Gatsby believes that he can manipulate time. When Nick tells him he cannot repeat the past, Gatsby replies, "Why of course you can" (Ch. 6).
Having retained his romantic dream of reuniting with Daisy Fay of Louisville, Kentucky, Jay Gatz has refashioned himself into the lie of being a wealthy person that he created when he wanted Daisy to marry him as a young officer. Across the bay from the Buchanan's mansion, he purchases a mansion in West Egg from which he can gaze longingly at the green light at the end of Daisy Buchanan's pier until the day he can win her back. He throws lavish parties in the hopes that Daisy Buchanan will attend.
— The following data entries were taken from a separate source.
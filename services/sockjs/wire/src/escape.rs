//! Escaping of frame bodies for embedding in a double-quoted JavaScript
//! string literal (JSONP responses).
//!
//! The output only uses escapes that are valid in both JavaScript and JSON,
//! so a wrapped body can be recovered with any JSON string parser.

use std::fmt::Write;

/// Escape `input` so it can be placed between `"` quotes in a script
pub fn escape_for_javascript(input: &str) -> String {
    let mut out = String::with_capacity(input.len() + input.len() / 8 + 2);

    for ch in input.chars() {
        match ch {
            '"' => out.push_str("\\\""),
            '\\' => out.push_str("\\\\"),
            '\n' => out.push_str("\\n"),
            '\r' => out.push_str("\\r"),
            '\t' => out.push_str("\\t"),
            '\u{08}' => out.push_str("\\b"),
            '\u{0c}' => out.push_str("\\f"),
            // Keeps "</script>" from terminating an inline script block
            '/' => out.push_str("\\/"),
            c if (c as u32) < 0x20
                || ('\u{7f}'..='\u{9f}').contains(&c)
                || c == '\u{2028}'
                || c == '\u{2029}' =>
            {
                let _ = write!(out, "\\u{:04x}", c as u32);
            }
            c => out.push(c),
        }
    }

    out
}

/// Wrap a frame body as a JSONP callback invocation
pub fn wrap_jsonp(callback: &str, body: &str) -> String {
    format!("{}(\"{}\");\r\n", callback, escape_for_javascript(body))
}

#[cfg(test)]
mod tests {
    use super::*;
    use crate::Frame;

    #[test]
    fn test_escapes_string_breakers() {
        assert_eq!(escape_for_javascript(r#"a"b"#), r#"a\"b"#);
        assert_eq!(escape_for_javascript(r"a\b"), r"a\\b");
        assert_eq!(escape_for_javascript("a\nb\r"), r"a\nb\r");
        assert_eq!(escape_for_javascript("\u{2028}\u{2029}"), r"\u2028\u2029");
        assert_eq!(escape_for_javascript("\u{1}"), r"\u0001");
        assert_eq!(escape_for_javascript("</script>"), r"<\/script>");
    }

    #[test]
    fn test_leaves_plain_text_alone() {
        assert_eq!(escape_for_javascript("hello ünï ✓"), "hello ünï ✓");
    }

    #[test]
    fn test_wrapped_frame_is_single_statement() {
        let frame = Frame::Array(vec!["say \"hi\"\\\n".into(), "\u{2028}".into()]);
        let wrapped = wrap_jsonp("cb", &frame.encode());

        assert!(wrapped.starts_with("cb(\""));
        assert!(wrapped.ends_with("\");\r\n"));

        let literal = &wrapped["cb(".len()..wrapped.len() - ");\r\n".len()];
        assert!(!literal[1..literal.len() - 1].contains('\n'));

        // The literal must parse back to exactly the frame body
        let body: String = serde_json::from_str(literal).unwrap();
        assert_eq!(Frame::decode(&body).unwrap(), frame);
    }
}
When Gatsby captures an opportunity to get together after five years with his former girlfriend through a meeting arranged by Nick Carraway at his cottage, Gatsby is so nervous that he knocks a clock off the mantle. But he catches it "with trembling fingers" and replaces it. Nevertheless, despite all his efforts to re-"catch" Daisy with his new wealth, his gold-plated fixtures, and his colored tailor-made shirts, Jay Gatsby, who is haunted by time, cannot recapture the past. His futile actions to regain the illusion of what young Daisy once was for him ends like all those illusions of tragic heroes.
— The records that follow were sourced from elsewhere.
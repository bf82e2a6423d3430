//! Log line formatting for the gateway binary.
//!
//! Every event renders as `[timestamp] [component] [level] message`, with the
//! component taken from an event's `component` field when present.

use std::fmt;
use std::io::IsTerminal;
use tracing::{Event, Level, Subscriber};
use tracing_subscriber::fmt::{format::Writer, FmtContext, FormatEvent, FormatFields};
use tracing_subscriber::registry::LookupSpan;

const COLOR_RESET: &str = "\x1b[0m";
const COLOR_CYAN: &str = "\x1b[36m";
const COLOR_GREEN: &str = "\x1b[32m";
const COLOR_BRIGHT_YELLOW: &str = "\x1b[93m";
const COLOR_BRIGHT_RED: &str = "\x1b[91m";
const COLOR_BRIGHT_GRAY: &str = "\x1b[90m";

/// Column widths keep the message column aligned
const COMPONENT_WIDTH: usize = 20;
const LEVEL_WIDTH: usize = 9;

/// Log an info event tagged with a component name
#[macro_export]
macro_rules! component_info {
    ($component:expr, $($arg:tt)*) => {
        tracing::info!(component = $component, $($arg)*)
    };
}

/// Log a warning tagged with a component name
#[macro_export]
macro_rules! component_warn {
    ($component:expr, $($arg:tt)*) => {
        tracing::warn!(component = $component, $($arg)*)
    };
}

/// Log a debug event tagged with a component name
#[macro_export]
macro_rules! component_debug {
    ($component:expr, $($arg:tt)*) => {
        tracing::debug!(component = $component, $($arg)*)
    };
}

/// Log an error tagged with a component name
#[macro_export]
macro_rules! component_error {
    ($component:expr, $($arg:tt)*) => {
        tracing::error!(component = $component, $($arg)*)
    };
}

/// Event formatter for the gateway's console output
pub struct GatewayLogFormatter {
    service_name: String,
    color_enabled: bool,
}

impl GatewayLogFormatter {
    /// Formatter that colours output only when stdout is a terminal
    pub fn new(service_name: impl Into<String>) -> Self {
        let color_enabled = std::io::stdout().is_terminal()
            && std::env::var("TERM").map_or(false, |term| term != "dumb");
        Self::with_color(service_name, color_enabled)
    }

    /// Formatter with explicit colour choice
    pub fn with_color(service_name: impl Into<String>, color_enabled: bool) -> Self {
        Self {
            service_name: service_name.into(),
            color_enabled,
        }
    }

    fn component_column(&self, component: Option<&str>) -> String {
        let name = match component {
            Some(component) => format!("{}-{}", self.service_name, component),
            None => self.service_name.clone(),
        };

        if name.chars().count() > COMPONENT_WIDTH {
            let truncated: String = name.chars().take(COMPONENT_WIDTH - 1).collect();
            format!("{}…", truncated)
        } else {
            format!("{:<width$}", name, width = COMPONENT_WIDTH)
        }
    }

    fn level_column(level: &Level) -> String {
        let label = match *level {
            Level::ERROR => "✗ ERROR",
            Level::WARN => "⚠ WARN",
            Level::INFO => "ℹ INFO",
            Level::DEBUG => "◦ DEBUG",
            Level::TRACE => "◦ TRACE",
        };
        format!("{:<width$}", label, width = LEVEL_WIDTH)
    }

    fn color(&self, code: &'static str) -> &'static str {
        if self.color_enabled {
            code
        } else {
            ""
        }
    }

    fn level_color(&self, level: &Level) -> &'static str {
        self.color(match *level {
            Level::ERROR => COLOR_BRIGHT_RED,
            Level::WARN => COLOR_BRIGHT_YELLOW,
            Level::INFO => COLOR_GREEN,
            Level::DEBUG | Level::TRACE => COLOR_BRIGHT_GRAY,
        })
    }

    fn render(&self, timestamp: &str, level: &Level, fields: &EventFields) -> String {
        format!(
            "{}[{}] [{}] [{}{}{}] {}{}",
            self.color(COLOR_CYAN),
            timestamp,
            self.component_column(fields.component.as_deref()),
            self.level_color(level),
            Self::level_column(level),
            self.color(COLOR_RESET),
            fields.message,
            self.color(COLOR_RESET),
        )
    }
}

impl<S, N> FormatEvent<S, N> for GatewayLogFormatter
where
    S: Subscriber + for<'a> LookupSpan<'a>,
    N: for<'a> FormatFields<'a> + 'static,
{
    fn format_event(
        &self,
        _ctx: &FmtContext<'_, S, N>,
        mut writer: Writer<'_>,
        event: &Event<'_>,
    ) -> fmt::Result {
        let timestamp = chrono::Local::now()
            .format("%Y-%m-%d %H:%M:%S%.3f")
            .to_string();

        let mut fields = EventFields::default();
        event.record(&mut fields);

        writeln!(
            writer,
            "{}",
            self.render(&timestamp, event.metadata().level(), &fields)
        )
    }
}

/// Message and component pulled out of an event
#[derive(Default)]
struct EventFields {
    message: String,
    component: Option<String>,
}

impl tracing::field::Visit for EventFields {
    fn record_debug(&mut self, field: &tracing::field::Field, value: &dyn fmt::Debug) {
        let rendered = format!("{:?}", value);
        self.record_str(field, unquote(&rendered));
    }

    fn record_str(&mut self, field: &tracing::field::Field, value: &str) {
        match field.name() {
            "message" => self.message = value.to_string(),
            "component" => self.component = Some(value.to_string()),
            _ => {}
        }
    }
}

fn unquote(value: &str) -> &str {
    value
        .strip_prefix('"')
        .and_then(|inner| inner.strip_suffix('"'))
        .unwrap_or(value)
}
Gatsby rejects the forward march of time. His whole life has revolved around going back to the moment five years before when he and Daisy were first in love. He believes he can erase the time between, that Daisy will leave Tom, and that he and Daisy will pick up exactly where they left off before the war. In fact, when Nick suggest to him that you can't repeat the past, Gatsby replies: "Can't repeat the past?" he cried incredulously. "Why of course you can."
Gatsby's triumph and tragedy reside in his belief that he can remake the world the way he wants it through his own will. Meanwhile, characters in the novel move forward: Daisy and Tom have had a child, which can't be undone, and Daisy has thrown her lot in with Tom, unwilling to leave him. The Daisy he has idealized is nothing but dream.